Dalam peperangan antara kedua negara, Rusia memblokade arus lalu lintas perdagangan Ukraina yang melintasi Laut Hitam dan Laut Azov. Jika bahan baku pangan itu tidak bisa diekspor, maka persediaan akan berkurang yang memicu kenaikan harga bahan pangan mentah dan jadi karena tidak bisa mengimbangi permintaan. Kenaikan harga bahan pangan berpotensi menimbulkan krisis dan bisa merembet hingga menimbulkan gejolak sosial dan politik.
Maka dari itu, dalam kunjungan ke Ukraina, Presiden Jokowi berupaya memastikan ekspor gandum itu benar-benar bisa kembali normal. Jokowi mengungkapkan, ada 22 juta ton gandum yang tidak bisa keluar dari Ukraina. Ditambah ada 55 juta hasil panen ke depan dari petani. Jalur untuk gandum keluar hanya dari Pelabuhan di Odessa.

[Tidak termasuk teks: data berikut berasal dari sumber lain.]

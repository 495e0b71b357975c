//! Razorpay API client.
//!
//! Creates gateway orders for the hosted checkout widget and verifies the
//! signature the widget hands back on success.

use hmac::{Hmac, Mac};
use secrecy::{ExposeSecret, SecretString};
use serde::{Deserialize, Serialize};
use sha2::Sha256;
use thiserror::Error;

use crate::config::RazorpayConfig;

/// Currency for every order.
pub const CURRENCY: &str = "INR";

/// Errors that can occur when talking to Razorpay.
#[derive(Debug, Error)]
pub enum RazorpayError {
    /// HTTP request failed.
    #[error("HTTP error: {0}")]
    Http(#[from] reqwest::Error),

    /// API returned an error response.
    #[error("API error: {status} - {message}")]
    Api { status: u16, message: String },

    /// Failed to parse response.
    #[error("Parse error: {0}")]
    Parse(String),

    /// Payment signature did not match.
    #[error("invalid payment signature")]
    InvalidSignature,
}

/// A gateway order as returned by `POST /orders`.
#[derive(Debug, Clone, Deserialize, Serialize)]
pub struct GatewayOrder {
    pub id: String,
    pub amount: i64,
    pub currency: String,
    pub receipt: Option<String>,
    pub status: String,
}

#[derive(Debug, Serialize)]
struct CreateOrderRequest<'a> {
    amount: i64,
    currency: &'a str,
    receipt: &'a str,
}

/// Razorpay API client.
#[derive(Clone)]
pub struct RazorpayClient {
    client: reqwest::Client,
    key_id: String,
    key_secret: SecretString,
    api_base: String,
}

impl RazorpayClient {
    /// Create a new Razorpay client.
    ///
    /// # Errors
    ///
    /// Returns error if the HTTP client fails to build.
    pub fn new(config: &RazorpayConfig) -> Result<Self, RazorpayError> {
        let client = reqwest::Client::builder()
            .timeout(std::time::Duration::from_secs(15))
            .build()?;

        Ok(Self {
            client,
            key_id: config.key_id.clone(),
            key_secret: config.key_secret.clone(),
            api_base: config.api_base.trim_end_matches('/').to_owned(),
        })
    }

    /// Public key id for the checkout widget.
    #[must_use]
    pub fn key_id(&self) -> &str {
        &self.key_id
    }

    /// Create a gateway order for `amount` paise.
    ///
    /// # Errors
    ///
    /// Returns error if the API request fails or the response is malformed.
    pub async fn create_order(
        &self,
        amount: i64,
        receipt: &str,
    ) -> Result<GatewayOrder, RazorpayError> {
        let response = self
            .client
            .post(format!("{}/orders", self.api_base))
            .basic_auth(&self.key_id, Some(self.key_secret.expose_secret()))
            .json(&CreateOrderRequest {
                amount,
                currency: CURRENCY,
                receipt,
            })
            .send()
            .await?;
        let status = response.status();

        if !status.is_success() {
            let message = response.text().await.unwrap_or_default();
            return Err(RazorpayError::Api {
                status: status.as_u16(),
                message,
            });
        }

        response
            .json()
            .await
            .map_err(|e| RazorpayError::Parse(e.to_string()))
    }

    /// Check the `razorpay_signature` returned by the checkout widget.
    ///
    /// # Errors
    ///
    /// Returns `RazorpayError::InvalidSignature` on mismatch.
    pub fn verify_payment_signature(
        &self,
        gateway_order_id: &str,
        payment_id: &str,
        signature: &str,
    ) -> Result<(), RazorpayError> {
        let expected = payment_signature(
            self.key_secret.expose_secret().as_bytes(),
            gateway_order_id,
            payment_id,
        );
        if constant_time_compare(&expected, signature.trim()) {
            Ok(())
        } else {
            Err(RazorpayError::InvalidSignature)
        }
    }
}

/// Hex HMAC-SHA256 of `"{order_id}|{payment_id}"`.
#[must_use]
pub fn payment_signature(secret: &[u8], gateway_order_id: &str, payment_id: &str) -> String {
    // HMAC accepts keys of any length
    let Ok(mut mac) = Hmac::<Sha256>::new_from_slice(secret) else {
        return String::new();
    };
    mac.update(gateway_order_id.as_bytes());
    mac.update(b"|");
    mac.update(payment_id.as_bytes());
    hex::encode(mac.finalize().into_bytes())
}

/// Constant-time string comparison.
fn constant_time_compare(a: &str, b: &str) -> bool {
    if a.len() != b.len() {
        return false;
    }

    let mut result: u8 = 0;
    for (x, y) in a.bytes().zip(b.bytes()) {
        result |= x ^ y;
    }

    result == 0
}

#[cfg(test)]
#[allow(clippy::unwrap_used)]
mod tests {
    use super::*;

    const ORDER: &str = "order_IluGWxBm9U8zJ8";
    const PAYMENT: &str = "pay_IluGWxBm9U8zJ9";
    const SIGNATURE: &str = "8b2798bfd2e5872065dd6fad1093d49bc25c2f20a72af1e260bd0ed6f9f3c5a3";

    fn client() -> RazorpayClient {
        RazorpayClient::new(&RazorpayConfig {
            key_id: "rzp_test_key".to_owned(),
            key_secret: SecretString::from("test_secret"),
            api_base: "https://api.razorpay.com/v1/".to_owned(),
        })
        .unwrap()
    }

    #[test]
    fn test_payment_signature_known_vector() {
        assert_eq!(payment_signature(b"test_secret", ORDER, PAYMENT), SIGNATURE);
    }

    #[test]
    fn test_verify_accepts_valid_signature() {
        assert!(client().verify_payment_signature(ORDER, PAYMENT, SIGNATURE).is_ok());
    }

    #[test]
    fn test_verify_rejects_swapped_ids() {
        assert!(matches!(
            client().verify_payment_signature(PAYMENT, ORDER, SIGNATURE),
            Err(RazorpayError::InvalidSignature)
        ));
    }

    #[test]
    fn test_verify_rejects_truncated_signature() {
        assert!(
            client()
                .verify_payment_signature(ORDER, PAYMENT, &SIGNATURE[..10])
                .is_err()
        );
    }

    #[test]
    fn test_api_base_trailing_slash_trimmed() {
        assert_eq!(client().api_base, "https://api.razorpay.com/v1");
    }

    #[test]
    fn test_constant_time_compare() {
        assert!(constant_time_compare("abc", "abc"));
        assert!(!constant_time_compare("abc", "abd"));
        assert!(!constant_time_compare("abc", "ab"));
    }
}
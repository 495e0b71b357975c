//! Back-office sign-in.

use axum::{
    Json, Router,
    extract::State,
    http::StatusCode,
    routing::{get, post},
};
use serde::{Deserialize, Serialize};
use tower_sessions::Session;
use tracing::instrument;

use crate::error::{Result, clear_sentry_user, set_sentry_user};
use crate::middleware::{RequireAdmin, clear_current_admin, set_current_admin};
use crate::models::{CurrentAdmin, Profile};
use crate::services::AdminAuthService;
use crate::state::AppState;

/// Login body.
#[derive(Debug, Deserialize)]
pub struct LoginRequest {
    pub email: String,
    pub password: String,
}

/// Response carrying the signed-in admin.
#[derive(Debug, Serialize)]
pub struct AdminResponse {
    pub user: Profile,
}

pub fn router() -> Router<AppState> {
    Router::new()
        .route("/auth/login", post(login))
        .route("/auth/logout", post(logout))
        .route("/auth/me", get(me))
}

/// Sign in; only admins get a session.
///
/// POST /api/auth/login
#[instrument(skip(state, session, body))]
async fn login(
    State(state): State<AppState>,
    session: Session,
    Json(body): Json<LoginRequest>,
) -> Result<Json<AdminResponse>> {
    let profile = AdminAuthService::new(state.pool())
        .login(&body.email, &body.password)
        .await?;

    set_current_admin(&session, &CurrentAdmin::from(&profile)).await?;
    set_sentry_user(&profile.id, Some(profile.email.as_str()));
    tracing::info!(admin_id = %profile.id, "Admin signed in");

    Ok(Json(AdminResponse { user: profile }))
}

/// POST /api/auth/logout
#[instrument(skip(session))]
async fn logout(session: Session) -> Result<StatusCode> {
    clear_current_admin(&session).await?;
    clear_sentry_user();
    Ok(StatusCode::NO_CONTENT)
}

/// GET /api/auth/me
#[instrument(skip_all)]
async fn me(RequireAdmin(_, profile): RequireAdmin) -> Json<AdminResponse> {
    Json(AdminResponse { user: profile })
}
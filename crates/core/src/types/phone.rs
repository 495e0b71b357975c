//! Phone number type used by OTP sign-in and delivery contacts.

use core::fmt;

use serde::{Deserialize, Serialize};

/// Errors that can occur when parsing a [`Phone`].
#[derive(thiserror::Error, Debug, Clone, PartialEq, Eq)]
pub enum PhoneError {
    /// Nothing left after stripping separators.
    #[error("phone number cannot be empty")]
    Empty,
    /// A character other than a digit, separator or leading `+`.
    #[error("phone number contains invalid character '{0}'")]
    InvalidCharacter(char),
    /// Too few or too many digits.
    #[error("phone number must have between {min} and {max} digits")]
    InvalidLength {
        /// Minimum digit count.
        min: usize,
        /// Maximum digit count.
        max: usize,
    },
}

/// A normalized phone number.
///
/// Spaces, dashes, dots and parentheses are stripped and a single leading `+`
/// is accepted. The stored form is digits only, so `+91 98765 43210` and
/// `919876543210` are the same number. There must be 10 to 15 digits (E.164
/// allows at most 15).
///
/// ```
/// use patra_core::Phone;
///
/// let phone = Phone::parse("+91 98765-43210").unwrap();
/// assert_eq!(phone.as_str(), "919876543210");
/// assert_eq!(phone, Phone::parse("919876543210").unwrap());
/// assert_eq!(phone.e164(), "+919876543210");
/// ```
#[derive(Debug, Clone, Serialize, Deserialize, PartialEq, Eq, Hash)]
#[serde(transparent)]
pub struct Phone(String);

impl Phone {
    /// Fewest digits accepted (a bare Indian mobile number).
    pub const MIN_DIGITS: usize = 10;
    /// Most digits accepted.
    pub const MAX_DIGITS: usize = 15;

    /// Parse and normalize a phone number.
    ///
    /// # Errors
    ///
    /// Returns [`PhoneError`] if the input is blank, contains letters, or has
    /// the wrong number of digits.
    pub fn parse(s: &str) -> Result<Self, PhoneError> {
        let trimmed = s.trim();
        let rest = trimmed.strip_prefix('+').unwrap_or(trimmed);

        let mut digits = String::with_capacity(rest.len());
        for c in rest.chars() {
            match c {
                '0'..='9' => digits.push(c),
                ' ' | '-' | '.' | '(' | ')' => {}
                other => return Err(PhoneError::InvalidCharacter(other)),
            }
        }

        if digits.is_empty() {
            return Err(PhoneError::Empty);
        }

        if !(Self::MIN_DIGITS..=Self::MAX_DIGITS).contains(&digits.len()) {
            return Err(PhoneError::InvalidLength {
                min: Self::MIN_DIGITS,
                max: Self::MAX_DIGITS,
            });
        }

        Ok(Self(digits))
    }

    /// The stored form: digits only.
    #[must_use]
    pub fn as_str(&self) -> &str {
        &self.0
    }

    /// Only the digits. Same as [`Phone::as_str`]; kept for call sites that
    /// build identifiers from the number.
    #[must_use]
    pub fn digits(&self) -> &str {
        &self.0
    }

    /// The number in `+<country><number>` form for SMS gateways. A bare
    /// ten-digit number is taken to be Indian.
    #[must_use]
    pub fn e164(&self) -> String {
        if self.0.len() == Self::MIN_DIGITS {
            format!("+91{}", self.0)
        } else {
            format!("+{}", self.0)
        }
    }

    /// Consumes the `Phone` and returns its inner string.
    #[must_use]
    pub fn into_inner(self) -> String {
        self.0
    }
}

impl fmt::Display for Phone {
    fn fmt(&self, f: &mut fmt::Formatter<'_>) -> fmt::Result {
        f.write_str(&self.0)
    }
}

impl std::str::FromStr for Phone {
    type Err = PhoneError;

    fn from_str(s: &str) -> Result<Self, Self::Err> {
        Self::parse(s)
    }
}

#[cfg(feature = "postgres")]
impl sqlx::Type<sqlx::Postgres> for Phone {
    fn type_info() -> sqlx::postgres::PgTypeInfo {
        <String as sqlx::Type<sqlx::Postgres>>::type_info()
    }

    fn compatible(ty: &sqlx::postgres::PgTypeInfo) -> bool {
        <String as sqlx::Type<sqlx::Postgres>>::compatible(ty)
    }
}

#[cfg(feature = "postgres")]
impl<'r> sqlx::Decode<'r, sqlx::Postgres> for Phone {
    fn decode(value: sqlx::postgres::PgValueRef<'r>) -> Result<Self, sqlx::error::BoxDynError> {
        let s = <String as sqlx::Decode<sqlx::Postgres>>::decode(value)?;
        Ok(Self(s))
    }
}

#[cfg(feature = "postgres")]
impl sqlx::Encode<'_, sqlx::Postgres> for Phone {
    fn encode_by_ref(
        &self,
        buf: &mut sqlx::postgres::PgArgumentBuffer,
    ) -> Result<sqlx::encode::IsNull, sqlx::error::BoxDynError> {
        <String as sqlx::Encode<sqlx::Postgres>>::encode_by_ref(&self.0, buf)
    }
}

#[cfg(test)]
#[allow(clippy::unwrap_used)]
mod tests {
    use super::*;

    #[test]
    fn test_parse_strips_separators() {
        let phone = Phone::parse("(987) 654-3210").unwrap();
        assert_eq!(phone.as_str(), "9876543210");
    }

    #[test]
    fn test_leading_plus_is_not_stored() {
        let with_plus = Phone::parse(" +91 98765 43210 ").unwrap();
        let without = Phone::parse("919876543210").unwrap();
        assert_eq!(with_plus.as_str(), "919876543210");
        assert_eq!(with_plus, without);
        assert_eq!(with_plus.digits(), "919876543210");
    }

    #[test]
    fn test_e164() {
        assert_eq!(Phone::parse("98765 43210").unwrap().e164(), "+919876543210");
        assert_eq!(Phone::parse("+44 20 7946 0958").unwrap().e164(), "+442079460958");
    }

    #[test]
    fn test_parse_blank() {
        assert_eq!(Phone::parse("  "), Err(PhoneError::Empty));
        assert_eq!(Phone::parse("+"), Err(PhoneError::Empty));
    }

    #[test]
    fn test_parse_rejects_letters() {
        assert_eq!(
            Phone::parse("98765abc10"),
            Err(PhoneError::InvalidCharacter('a'))
        );
    }

    #[test]
    fn test_parse_rejects_plus_in_middle() {
        assert_eq!(
            Phone::parse("91+9876543210"),
            Err(PhoneError::InvalidCharacter('+'))
        );
    }

    #[test]
    fn test_parse_length_bounds() {
        assert!(Phone::parse("987654321").is_err());
        assert!(Phone::parse("9876543210").is_ok());
        assert!(Phone::parse("123456789012345").is_ok());
        assert!(Phone::parse("1234567890123456").is_err());
    }
}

Di sisi lain, ranjau laut yang dipasang oleh Angkatan Laut Rusia jumlahnya sangat banyak sehingga membahayakan lalu lintas perdagangan melalui perairan. Menteri Luar Negeri Retno L Marsudi menyatakan bila jalur tidak dibuka, maka distribusi hasil panen gandum di Ukraina juga tidak bisa dijual, petani akan mengalami demoralisasi. Oleh sebab itu, konflik masalah availaibiliy (ketersediaan) kalau sudah tidak mau tanam isunya adalah scarcity (kelangkaan).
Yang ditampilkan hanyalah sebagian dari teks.